### DIRECTIONS FOR THIS TASK
Read the records beneath this task and copy every line that contains the string "super".
* * * * * * *
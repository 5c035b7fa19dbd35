//! Stats provider REST client.
//!
//! Fetches scoreboards, rosters, and team summaries from the site API.
//! One site API serves every supported league; the league picks the
//! `{sport}/{league}` path segment.

use std::time::Duration;

use async_trait::async_trait;
use chrono::NaiveDate;
use reqwest::Client;
use tracing::{debug, warn};

use crate::domain::{League, PlayerRef, RecentForm, TeamRef};
use crate::error::SourceError;
use crate::source::{GameStub, StatsSource};

use super::dto::{RosterDto, ScoreboardDto, TeamDetailDto};
use super::dto::{convert_event, convert_roster};

const PROVIDER: &str = "stats-api";

/// HTTP client for the stats provider.
pub struct StatsClient {
    client: Client,
    base_url: String,
}

impl StatsClient {
    /// Create a client against a base URL such as
    /// `https://site.api.espn.com/apis/site/v2/sports`.
    #[must_use]
    pub fn new(base_url: String) -> Self {
        Self {
            client: Client::builder()
                .timeout(Duration::from_secs(10))
                .build()
                .unwrap_or_else(|_| Client::new()),
            base_url,
        }
    }

    async fn get_json<T: serde::de::DeserializeOwned>(&self, url: &str) -> Result<T, SourceError> {
        debug!(url = %url, "stats request");
        let response = self
            .client
            .get(url)
            .send()
            .await
            .map_err(|e| SourceError::transport(PROVIDER, &e))?;

        let status = response.status();
        if !status.is_success() {
            return Err(SourceError::Status {
                provider: PROVIDER,
                status: status.as_u16(),
            });
        }

        response.json::<T>().await.map_err(|e| SourceError::Malformed {
            provider: PROVIDER,
            reason: e.to_string(),
        })
    }
}

#[async_trait]
impl StatsSource for StatsClient {
    async fn fetch_schedule(
        &self,
        league: League,
        date: NaiveDate,
    ) -> Result<Vec<GameStub>, SourceError> {
        let url = format!(
            "{}/{}/scoreboard?dates={}",
            self.base_url,
            league.stats_path(),
            date.format("%Y%m%d")
        );

        let scoreboard: ScoreboardDto = self.get_json(&url).await?;

        let mut stubs = Vec::with_capacity(scoreboard.events.len());
        for event in &scoreboard.events {
            match convert_event(PROVIDER, league, event) {
                Ok(stub) => stubs.push(stub),
                // Skip the one bad event, keep the rest of the slate.
                Err(e) => warn!(event_id = %event.id, error = %e, "skipping malformed event"),
            }
        }

        debug!(league = %league, games = stubs.len(), "fetched schedule");
        Ok(stubs)
    }

    async fn fetch_roster(
        &self,
        league: League,
        team: &TeamRef,
    ) -> Result<Vec<PlayerRef>, SourceError> {
        let url = format!(
            "{}/{}/teams/{}/roster",
            self.base_url,
            league.stats_path(),
            team.team_id()
        );

        let roster: RosterDto = self.get_json(&url).await?;
        let players = convert_roster(&roster, team.team_id());
        debug!(team = %team.abbreviation(), players = players.len(), "fetched roster");
        Ok(players)
    }

    async fn fetch_recent_form(
        &self,
        league: League,
        team: &TeamRef,
    ) -> Result<RecentForm, SourceError> {
        let url = format!(
            "{}/{}/teams/{}",
            self.base_url,
            league.stats_path(),
            team.team_id()
        );

        let detail: TeamDetailDto = self.get_json(&url).await?;
        Ok(serde_json::json!({
            "record": detail.team.record,
            "standing": detail.team.standing_summary,
        }))
    }

    fn source_name(&self) -> &'static str {
        PROVIDER
    }
}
* * * * * * *
### ANSWER TO THIS TASK
use super::dto::{RosterDto, ScoreboardDto, TeamDetailDto};
use super::dto::{convert_event, convert_roster};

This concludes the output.